= Beginning of Section =

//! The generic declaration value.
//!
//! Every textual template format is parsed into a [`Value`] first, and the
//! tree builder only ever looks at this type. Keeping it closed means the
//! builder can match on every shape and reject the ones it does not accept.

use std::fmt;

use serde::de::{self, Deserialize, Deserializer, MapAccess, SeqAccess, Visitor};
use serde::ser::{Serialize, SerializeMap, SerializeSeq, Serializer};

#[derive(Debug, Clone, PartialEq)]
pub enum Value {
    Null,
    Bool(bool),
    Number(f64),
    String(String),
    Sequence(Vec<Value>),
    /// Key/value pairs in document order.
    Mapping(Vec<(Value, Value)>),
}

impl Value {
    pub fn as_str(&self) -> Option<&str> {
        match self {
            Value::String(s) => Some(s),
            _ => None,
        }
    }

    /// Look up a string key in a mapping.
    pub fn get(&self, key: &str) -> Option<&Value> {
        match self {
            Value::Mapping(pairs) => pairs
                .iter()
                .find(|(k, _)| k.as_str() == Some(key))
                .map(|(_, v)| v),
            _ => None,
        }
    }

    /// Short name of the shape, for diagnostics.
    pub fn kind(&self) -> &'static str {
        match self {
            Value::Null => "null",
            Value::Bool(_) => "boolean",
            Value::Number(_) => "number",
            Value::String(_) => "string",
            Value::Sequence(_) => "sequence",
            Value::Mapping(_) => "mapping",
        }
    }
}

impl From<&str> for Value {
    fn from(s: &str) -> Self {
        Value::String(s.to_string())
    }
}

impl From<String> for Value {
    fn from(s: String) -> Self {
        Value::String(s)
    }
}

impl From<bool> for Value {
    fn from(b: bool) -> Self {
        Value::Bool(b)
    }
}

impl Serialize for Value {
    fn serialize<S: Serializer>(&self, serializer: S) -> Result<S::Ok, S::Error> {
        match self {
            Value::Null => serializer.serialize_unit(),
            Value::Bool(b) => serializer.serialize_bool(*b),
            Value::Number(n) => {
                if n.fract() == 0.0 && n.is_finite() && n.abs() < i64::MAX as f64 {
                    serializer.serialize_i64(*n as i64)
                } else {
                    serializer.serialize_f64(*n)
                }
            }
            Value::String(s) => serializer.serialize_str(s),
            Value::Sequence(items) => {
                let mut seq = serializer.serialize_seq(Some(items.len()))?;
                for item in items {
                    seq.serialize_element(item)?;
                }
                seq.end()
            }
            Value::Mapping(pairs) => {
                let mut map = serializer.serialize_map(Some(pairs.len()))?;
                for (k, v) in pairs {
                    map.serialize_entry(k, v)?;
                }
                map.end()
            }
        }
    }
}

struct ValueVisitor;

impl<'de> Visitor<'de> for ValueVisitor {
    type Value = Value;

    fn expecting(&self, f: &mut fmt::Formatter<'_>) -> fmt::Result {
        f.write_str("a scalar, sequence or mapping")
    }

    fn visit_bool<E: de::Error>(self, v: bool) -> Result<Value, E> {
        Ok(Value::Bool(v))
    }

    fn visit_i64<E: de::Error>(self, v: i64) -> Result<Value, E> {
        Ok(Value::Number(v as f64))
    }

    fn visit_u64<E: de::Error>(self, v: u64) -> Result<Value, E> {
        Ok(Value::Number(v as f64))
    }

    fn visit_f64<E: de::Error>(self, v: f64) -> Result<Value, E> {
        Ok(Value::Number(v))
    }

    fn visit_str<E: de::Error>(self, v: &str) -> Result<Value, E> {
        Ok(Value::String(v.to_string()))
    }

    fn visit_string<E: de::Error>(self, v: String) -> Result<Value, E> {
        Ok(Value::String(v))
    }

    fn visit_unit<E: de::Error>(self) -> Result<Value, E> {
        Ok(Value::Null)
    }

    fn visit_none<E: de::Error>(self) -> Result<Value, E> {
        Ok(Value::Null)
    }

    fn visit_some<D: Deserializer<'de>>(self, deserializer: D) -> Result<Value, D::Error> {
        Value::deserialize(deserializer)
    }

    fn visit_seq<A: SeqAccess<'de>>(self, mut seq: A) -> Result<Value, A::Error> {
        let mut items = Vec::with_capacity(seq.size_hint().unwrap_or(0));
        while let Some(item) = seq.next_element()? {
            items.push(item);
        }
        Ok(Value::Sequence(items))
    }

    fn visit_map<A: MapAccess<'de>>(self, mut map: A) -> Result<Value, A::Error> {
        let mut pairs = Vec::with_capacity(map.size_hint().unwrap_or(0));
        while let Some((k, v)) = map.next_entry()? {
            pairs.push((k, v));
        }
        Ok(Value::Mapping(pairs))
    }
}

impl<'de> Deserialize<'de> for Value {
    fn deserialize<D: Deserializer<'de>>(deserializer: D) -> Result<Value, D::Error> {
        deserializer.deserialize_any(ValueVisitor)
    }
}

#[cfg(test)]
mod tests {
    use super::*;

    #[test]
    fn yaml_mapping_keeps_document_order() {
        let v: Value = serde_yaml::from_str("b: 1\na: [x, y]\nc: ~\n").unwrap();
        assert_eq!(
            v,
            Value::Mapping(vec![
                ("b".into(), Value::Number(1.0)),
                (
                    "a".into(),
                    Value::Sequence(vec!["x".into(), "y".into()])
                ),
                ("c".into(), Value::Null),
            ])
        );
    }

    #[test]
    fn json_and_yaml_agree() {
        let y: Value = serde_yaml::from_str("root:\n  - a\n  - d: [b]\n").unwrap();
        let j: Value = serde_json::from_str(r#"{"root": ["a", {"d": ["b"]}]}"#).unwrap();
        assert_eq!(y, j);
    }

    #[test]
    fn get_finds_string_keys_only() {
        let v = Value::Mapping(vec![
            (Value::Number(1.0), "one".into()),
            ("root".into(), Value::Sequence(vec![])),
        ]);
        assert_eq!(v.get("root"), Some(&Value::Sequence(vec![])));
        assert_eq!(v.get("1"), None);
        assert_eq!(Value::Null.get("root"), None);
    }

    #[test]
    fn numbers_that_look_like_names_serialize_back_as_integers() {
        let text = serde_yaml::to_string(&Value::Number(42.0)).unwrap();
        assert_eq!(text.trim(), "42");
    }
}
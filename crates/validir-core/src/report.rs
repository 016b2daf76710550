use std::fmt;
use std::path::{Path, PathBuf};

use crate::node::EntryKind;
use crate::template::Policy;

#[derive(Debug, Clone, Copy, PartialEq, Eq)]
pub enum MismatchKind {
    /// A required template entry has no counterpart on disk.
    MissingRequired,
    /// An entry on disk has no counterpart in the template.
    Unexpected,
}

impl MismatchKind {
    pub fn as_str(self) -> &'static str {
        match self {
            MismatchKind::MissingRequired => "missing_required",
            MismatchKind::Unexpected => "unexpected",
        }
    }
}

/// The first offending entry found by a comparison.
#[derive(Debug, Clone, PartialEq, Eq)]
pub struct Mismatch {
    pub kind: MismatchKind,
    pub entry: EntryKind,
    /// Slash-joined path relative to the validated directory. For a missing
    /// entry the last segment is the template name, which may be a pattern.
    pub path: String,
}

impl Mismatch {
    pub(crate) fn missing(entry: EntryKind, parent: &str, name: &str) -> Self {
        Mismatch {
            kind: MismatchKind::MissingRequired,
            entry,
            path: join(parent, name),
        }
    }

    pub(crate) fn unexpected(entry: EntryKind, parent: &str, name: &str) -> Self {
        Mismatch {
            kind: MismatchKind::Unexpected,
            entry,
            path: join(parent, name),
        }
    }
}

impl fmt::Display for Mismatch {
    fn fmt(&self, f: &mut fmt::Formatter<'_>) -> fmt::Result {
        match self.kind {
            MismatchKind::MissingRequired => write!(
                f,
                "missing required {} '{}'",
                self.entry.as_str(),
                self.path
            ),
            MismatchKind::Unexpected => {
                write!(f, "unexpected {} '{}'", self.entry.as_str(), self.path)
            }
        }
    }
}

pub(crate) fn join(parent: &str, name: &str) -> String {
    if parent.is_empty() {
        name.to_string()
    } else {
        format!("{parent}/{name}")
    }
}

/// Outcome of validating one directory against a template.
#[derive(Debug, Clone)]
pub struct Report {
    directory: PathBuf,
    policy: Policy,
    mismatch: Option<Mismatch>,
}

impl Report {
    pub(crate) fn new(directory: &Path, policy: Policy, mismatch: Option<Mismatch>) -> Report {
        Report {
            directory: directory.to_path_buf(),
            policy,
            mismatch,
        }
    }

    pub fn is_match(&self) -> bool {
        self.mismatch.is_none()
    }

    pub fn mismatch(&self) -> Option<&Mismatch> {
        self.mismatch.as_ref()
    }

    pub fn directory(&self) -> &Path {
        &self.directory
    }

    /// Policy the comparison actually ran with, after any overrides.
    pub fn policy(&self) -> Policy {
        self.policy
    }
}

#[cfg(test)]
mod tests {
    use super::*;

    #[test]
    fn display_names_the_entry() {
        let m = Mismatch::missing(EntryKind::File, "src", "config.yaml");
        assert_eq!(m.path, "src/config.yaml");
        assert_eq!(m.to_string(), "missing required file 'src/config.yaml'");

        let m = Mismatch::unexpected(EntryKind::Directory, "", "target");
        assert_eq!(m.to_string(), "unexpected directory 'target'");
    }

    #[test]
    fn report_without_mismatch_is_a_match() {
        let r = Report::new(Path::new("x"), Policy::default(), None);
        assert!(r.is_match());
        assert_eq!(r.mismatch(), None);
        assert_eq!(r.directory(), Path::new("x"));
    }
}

= End of Section =
= Beginning of Section =

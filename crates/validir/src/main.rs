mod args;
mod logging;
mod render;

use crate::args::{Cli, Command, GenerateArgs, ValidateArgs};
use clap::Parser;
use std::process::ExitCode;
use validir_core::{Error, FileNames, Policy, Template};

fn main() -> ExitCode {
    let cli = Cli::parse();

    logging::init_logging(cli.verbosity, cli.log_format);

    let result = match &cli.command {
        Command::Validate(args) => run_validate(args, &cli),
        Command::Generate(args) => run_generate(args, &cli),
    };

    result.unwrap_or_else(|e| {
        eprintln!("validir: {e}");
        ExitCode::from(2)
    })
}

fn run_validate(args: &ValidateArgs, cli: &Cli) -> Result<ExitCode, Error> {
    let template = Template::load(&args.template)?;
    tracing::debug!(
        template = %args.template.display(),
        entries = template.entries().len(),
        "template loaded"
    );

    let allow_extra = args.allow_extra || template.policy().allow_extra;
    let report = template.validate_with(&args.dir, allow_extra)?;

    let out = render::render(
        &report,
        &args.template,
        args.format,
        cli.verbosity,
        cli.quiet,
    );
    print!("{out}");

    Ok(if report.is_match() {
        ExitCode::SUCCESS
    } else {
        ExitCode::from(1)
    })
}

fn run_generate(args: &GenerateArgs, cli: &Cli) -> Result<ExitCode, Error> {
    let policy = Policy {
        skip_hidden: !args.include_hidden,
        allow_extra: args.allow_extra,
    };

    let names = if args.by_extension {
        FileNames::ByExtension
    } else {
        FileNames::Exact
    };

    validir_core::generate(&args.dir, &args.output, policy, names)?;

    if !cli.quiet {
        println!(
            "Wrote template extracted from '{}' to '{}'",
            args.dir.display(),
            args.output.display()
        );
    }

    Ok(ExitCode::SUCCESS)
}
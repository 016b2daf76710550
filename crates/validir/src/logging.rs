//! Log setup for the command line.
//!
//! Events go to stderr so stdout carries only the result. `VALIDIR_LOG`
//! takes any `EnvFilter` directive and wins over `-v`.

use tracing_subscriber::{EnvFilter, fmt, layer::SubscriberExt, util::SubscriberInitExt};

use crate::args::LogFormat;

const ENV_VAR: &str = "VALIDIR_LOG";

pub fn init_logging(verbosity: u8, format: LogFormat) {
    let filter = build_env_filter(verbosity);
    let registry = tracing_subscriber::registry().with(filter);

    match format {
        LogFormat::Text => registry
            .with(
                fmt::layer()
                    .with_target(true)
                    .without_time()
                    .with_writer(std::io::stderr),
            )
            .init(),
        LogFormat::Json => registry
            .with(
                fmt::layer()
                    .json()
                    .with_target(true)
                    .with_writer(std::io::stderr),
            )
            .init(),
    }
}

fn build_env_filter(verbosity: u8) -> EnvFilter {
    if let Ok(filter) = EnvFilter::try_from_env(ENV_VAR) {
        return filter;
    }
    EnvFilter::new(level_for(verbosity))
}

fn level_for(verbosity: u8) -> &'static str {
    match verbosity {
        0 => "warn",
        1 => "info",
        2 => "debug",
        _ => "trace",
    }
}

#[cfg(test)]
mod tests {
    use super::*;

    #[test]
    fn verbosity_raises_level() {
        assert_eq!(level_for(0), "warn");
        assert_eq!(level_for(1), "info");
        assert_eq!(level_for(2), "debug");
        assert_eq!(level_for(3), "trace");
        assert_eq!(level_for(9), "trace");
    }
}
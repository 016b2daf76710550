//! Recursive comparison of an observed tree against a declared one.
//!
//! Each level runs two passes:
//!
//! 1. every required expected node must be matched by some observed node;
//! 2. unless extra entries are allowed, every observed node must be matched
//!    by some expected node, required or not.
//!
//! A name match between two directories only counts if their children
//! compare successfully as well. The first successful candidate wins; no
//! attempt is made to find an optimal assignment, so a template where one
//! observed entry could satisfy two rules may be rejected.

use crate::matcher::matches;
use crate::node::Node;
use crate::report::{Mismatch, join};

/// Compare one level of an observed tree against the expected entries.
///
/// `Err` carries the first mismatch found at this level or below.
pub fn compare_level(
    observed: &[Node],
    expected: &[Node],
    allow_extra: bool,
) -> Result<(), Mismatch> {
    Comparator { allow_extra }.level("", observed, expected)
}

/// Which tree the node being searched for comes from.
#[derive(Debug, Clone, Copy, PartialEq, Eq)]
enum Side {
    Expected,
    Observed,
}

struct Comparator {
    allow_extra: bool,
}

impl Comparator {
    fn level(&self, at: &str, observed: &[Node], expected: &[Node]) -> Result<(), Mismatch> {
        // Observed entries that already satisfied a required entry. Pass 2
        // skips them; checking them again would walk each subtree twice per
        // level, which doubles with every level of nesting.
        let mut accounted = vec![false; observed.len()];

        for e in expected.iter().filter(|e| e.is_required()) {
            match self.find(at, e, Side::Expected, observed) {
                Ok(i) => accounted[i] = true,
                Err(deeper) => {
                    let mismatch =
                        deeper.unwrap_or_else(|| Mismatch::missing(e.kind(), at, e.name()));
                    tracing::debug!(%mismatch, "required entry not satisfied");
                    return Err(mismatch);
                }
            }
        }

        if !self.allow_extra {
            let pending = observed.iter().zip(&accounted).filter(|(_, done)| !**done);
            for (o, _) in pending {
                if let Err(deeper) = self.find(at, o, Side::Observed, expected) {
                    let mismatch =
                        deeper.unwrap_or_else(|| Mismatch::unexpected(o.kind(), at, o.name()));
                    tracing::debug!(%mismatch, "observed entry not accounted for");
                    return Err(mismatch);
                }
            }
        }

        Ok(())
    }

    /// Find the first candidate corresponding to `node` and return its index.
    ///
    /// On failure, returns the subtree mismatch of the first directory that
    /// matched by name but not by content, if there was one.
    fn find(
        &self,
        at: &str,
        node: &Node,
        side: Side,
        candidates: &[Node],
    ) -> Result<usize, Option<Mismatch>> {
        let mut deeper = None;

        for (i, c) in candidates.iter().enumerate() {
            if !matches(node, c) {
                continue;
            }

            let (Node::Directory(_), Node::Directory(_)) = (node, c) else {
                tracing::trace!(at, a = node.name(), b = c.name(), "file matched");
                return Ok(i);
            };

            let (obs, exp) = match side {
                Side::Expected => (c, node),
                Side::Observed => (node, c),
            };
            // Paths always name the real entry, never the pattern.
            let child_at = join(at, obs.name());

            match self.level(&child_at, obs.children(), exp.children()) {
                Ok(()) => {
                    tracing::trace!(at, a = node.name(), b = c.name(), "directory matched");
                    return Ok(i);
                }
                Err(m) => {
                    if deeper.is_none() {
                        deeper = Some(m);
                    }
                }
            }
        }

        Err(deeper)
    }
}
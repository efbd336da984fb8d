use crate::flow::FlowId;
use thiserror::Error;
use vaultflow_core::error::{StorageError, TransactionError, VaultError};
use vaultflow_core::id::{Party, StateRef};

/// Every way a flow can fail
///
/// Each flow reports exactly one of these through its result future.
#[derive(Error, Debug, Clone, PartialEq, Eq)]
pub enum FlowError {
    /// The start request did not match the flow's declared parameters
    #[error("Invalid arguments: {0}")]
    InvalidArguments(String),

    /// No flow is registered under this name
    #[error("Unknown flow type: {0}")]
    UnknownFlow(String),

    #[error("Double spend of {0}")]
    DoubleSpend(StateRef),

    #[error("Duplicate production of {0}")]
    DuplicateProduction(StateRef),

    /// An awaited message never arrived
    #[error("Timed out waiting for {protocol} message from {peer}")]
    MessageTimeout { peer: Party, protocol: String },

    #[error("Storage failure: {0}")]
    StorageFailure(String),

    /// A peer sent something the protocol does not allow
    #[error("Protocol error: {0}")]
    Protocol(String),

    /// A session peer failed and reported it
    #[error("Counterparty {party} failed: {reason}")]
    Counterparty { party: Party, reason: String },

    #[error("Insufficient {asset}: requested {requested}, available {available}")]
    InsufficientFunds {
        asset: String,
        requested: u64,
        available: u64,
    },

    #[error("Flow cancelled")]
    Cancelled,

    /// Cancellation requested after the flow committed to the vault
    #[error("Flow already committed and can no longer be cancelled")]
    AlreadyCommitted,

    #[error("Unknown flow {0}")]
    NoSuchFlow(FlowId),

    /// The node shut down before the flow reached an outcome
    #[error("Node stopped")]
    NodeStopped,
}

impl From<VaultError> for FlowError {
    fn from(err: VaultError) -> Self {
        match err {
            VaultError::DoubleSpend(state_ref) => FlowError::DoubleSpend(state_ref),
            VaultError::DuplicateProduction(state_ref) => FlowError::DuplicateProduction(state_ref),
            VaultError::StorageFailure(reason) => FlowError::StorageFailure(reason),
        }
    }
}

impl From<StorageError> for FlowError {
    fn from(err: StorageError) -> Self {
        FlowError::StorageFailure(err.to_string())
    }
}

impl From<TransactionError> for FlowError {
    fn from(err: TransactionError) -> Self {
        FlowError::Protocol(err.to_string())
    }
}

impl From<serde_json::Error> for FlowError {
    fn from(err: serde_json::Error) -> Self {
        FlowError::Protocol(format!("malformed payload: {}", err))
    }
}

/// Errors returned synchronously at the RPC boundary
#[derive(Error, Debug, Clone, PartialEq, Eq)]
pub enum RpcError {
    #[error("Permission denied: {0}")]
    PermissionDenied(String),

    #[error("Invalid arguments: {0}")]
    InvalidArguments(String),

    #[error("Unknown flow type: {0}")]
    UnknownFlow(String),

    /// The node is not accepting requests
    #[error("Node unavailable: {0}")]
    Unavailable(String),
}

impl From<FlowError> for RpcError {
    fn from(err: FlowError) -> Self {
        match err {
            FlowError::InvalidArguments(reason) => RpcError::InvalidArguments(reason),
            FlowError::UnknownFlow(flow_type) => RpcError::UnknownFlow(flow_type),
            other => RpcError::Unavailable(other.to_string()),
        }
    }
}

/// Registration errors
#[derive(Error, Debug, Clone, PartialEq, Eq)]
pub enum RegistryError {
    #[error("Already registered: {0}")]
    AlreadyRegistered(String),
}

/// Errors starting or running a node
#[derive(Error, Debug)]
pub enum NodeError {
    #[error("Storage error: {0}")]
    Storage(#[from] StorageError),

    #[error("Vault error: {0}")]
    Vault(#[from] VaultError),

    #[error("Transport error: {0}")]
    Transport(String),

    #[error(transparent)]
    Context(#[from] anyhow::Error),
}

= End of Section =

# About this exercise
All lines from the listing above that include "into" should be shown.

# Exercise answer
//! Every textual template format is parsed into a [`Value`] first, and the
                ("b".into(), Value::Number(1.0)),
                    "a".into(),
                    Value::Sequence(vec!["x".into(), "y".into()])
                ("c".into(), Value::Null),
            (Value::Number(1.0), "one".into()),
            ("root".into(), Value::Sequence(vec![])),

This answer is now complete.